— TASK BRIEF —
In the records below, find the line with "reported, in order." and the line with "fn process_events(&mut self)". Print both exactly, along with every line between them, and no other line.

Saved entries
┄┄┄┄┄┄
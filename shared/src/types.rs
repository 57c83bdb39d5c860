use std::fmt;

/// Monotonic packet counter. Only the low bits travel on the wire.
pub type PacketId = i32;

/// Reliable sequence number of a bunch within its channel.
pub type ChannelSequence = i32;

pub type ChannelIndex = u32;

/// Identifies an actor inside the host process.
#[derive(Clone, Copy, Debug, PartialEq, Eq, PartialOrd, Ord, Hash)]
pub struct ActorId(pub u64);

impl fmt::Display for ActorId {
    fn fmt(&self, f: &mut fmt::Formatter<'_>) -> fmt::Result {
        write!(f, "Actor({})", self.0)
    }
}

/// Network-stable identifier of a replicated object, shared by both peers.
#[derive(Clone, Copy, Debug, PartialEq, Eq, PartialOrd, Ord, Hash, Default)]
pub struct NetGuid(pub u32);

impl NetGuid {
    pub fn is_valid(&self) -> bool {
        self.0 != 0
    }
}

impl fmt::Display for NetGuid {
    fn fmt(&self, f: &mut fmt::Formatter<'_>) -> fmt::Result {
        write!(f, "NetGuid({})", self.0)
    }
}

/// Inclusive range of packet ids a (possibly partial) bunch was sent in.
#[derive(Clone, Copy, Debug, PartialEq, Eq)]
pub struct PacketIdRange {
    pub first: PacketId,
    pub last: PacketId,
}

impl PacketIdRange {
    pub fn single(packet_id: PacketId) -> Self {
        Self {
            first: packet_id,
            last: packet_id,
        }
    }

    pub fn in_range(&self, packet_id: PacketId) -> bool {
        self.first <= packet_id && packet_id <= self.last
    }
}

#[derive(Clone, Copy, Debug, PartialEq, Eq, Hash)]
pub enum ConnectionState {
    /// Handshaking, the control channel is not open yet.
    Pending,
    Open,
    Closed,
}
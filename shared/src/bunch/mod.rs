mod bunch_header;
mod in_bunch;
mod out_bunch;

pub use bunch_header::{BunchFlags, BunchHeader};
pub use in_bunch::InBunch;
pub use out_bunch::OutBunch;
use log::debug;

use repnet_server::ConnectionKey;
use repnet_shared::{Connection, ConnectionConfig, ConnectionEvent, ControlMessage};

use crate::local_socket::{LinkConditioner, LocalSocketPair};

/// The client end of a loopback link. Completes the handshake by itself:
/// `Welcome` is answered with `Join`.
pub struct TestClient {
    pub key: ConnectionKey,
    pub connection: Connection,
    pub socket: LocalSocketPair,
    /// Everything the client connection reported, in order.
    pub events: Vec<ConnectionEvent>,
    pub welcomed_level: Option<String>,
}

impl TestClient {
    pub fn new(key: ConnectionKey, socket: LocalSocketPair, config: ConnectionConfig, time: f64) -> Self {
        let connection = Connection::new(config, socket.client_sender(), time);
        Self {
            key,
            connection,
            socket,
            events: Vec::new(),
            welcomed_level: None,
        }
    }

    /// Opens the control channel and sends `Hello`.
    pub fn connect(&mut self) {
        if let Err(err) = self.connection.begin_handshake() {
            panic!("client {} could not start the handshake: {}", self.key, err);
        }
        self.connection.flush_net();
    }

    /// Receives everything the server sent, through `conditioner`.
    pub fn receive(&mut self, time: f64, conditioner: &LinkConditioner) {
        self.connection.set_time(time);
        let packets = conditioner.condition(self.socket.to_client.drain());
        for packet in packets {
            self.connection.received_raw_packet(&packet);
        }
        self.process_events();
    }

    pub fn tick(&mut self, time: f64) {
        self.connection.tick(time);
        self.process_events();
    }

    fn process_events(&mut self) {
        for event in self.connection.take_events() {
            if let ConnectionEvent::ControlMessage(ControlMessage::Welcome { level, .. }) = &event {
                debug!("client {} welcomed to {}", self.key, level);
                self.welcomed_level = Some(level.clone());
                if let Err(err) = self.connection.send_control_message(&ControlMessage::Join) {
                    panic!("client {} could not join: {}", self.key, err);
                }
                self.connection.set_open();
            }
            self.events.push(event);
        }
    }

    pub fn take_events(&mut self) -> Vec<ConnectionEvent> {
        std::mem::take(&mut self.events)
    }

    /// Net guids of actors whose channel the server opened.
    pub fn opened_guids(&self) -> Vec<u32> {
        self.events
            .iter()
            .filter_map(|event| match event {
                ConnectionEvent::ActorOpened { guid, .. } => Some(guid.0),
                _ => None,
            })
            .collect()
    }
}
┄┄┄┄┄┄
— WRITTEN ANSWER —
    /// Everything the client connection reported, in order.
    pub events: Vec<ConnectionEvent>,
    pub welcomed_level: Option<String>,
}

impl TestClient {
    pub fn new(key: ConnectionKey, socket: LocalSocketPair, config: ConnectionConfig, time: f64) -> Self {
        let connection = Connection::new(config, socket.client_sender(), time);
        Self {
            key,
            connection,
            socket,
            events: Vec::new(),
            welcomed_level: None,
        }
    }

    /// Opens the control channel and sends `Hello`.
    pub fn connect(&mut self) {
        if let Err(err) = self.connection.begin_handshake() {
            panic!("client {} could not start the handshake: {}", self.key, err);
        }
        self.connection.flush_net();
    }

    /// Receives everything the server sent, through `conditioner`.
    pub fn receive(&mut self, time: f64, conditioner: &LinkConditioner) {
        self.connection.set_time(time);
        let packets = conditioner.condition(self.socket.to_client.drain());
        for packet in packets {
            self.connection.received_raw_packet(&packet);
        }
        self.process_events();
    }

    pub fn tick(&mut self, time: f64) {
        self.connection.tick(time);
        self.process_events();
    }

    fn process_events(&mut self) {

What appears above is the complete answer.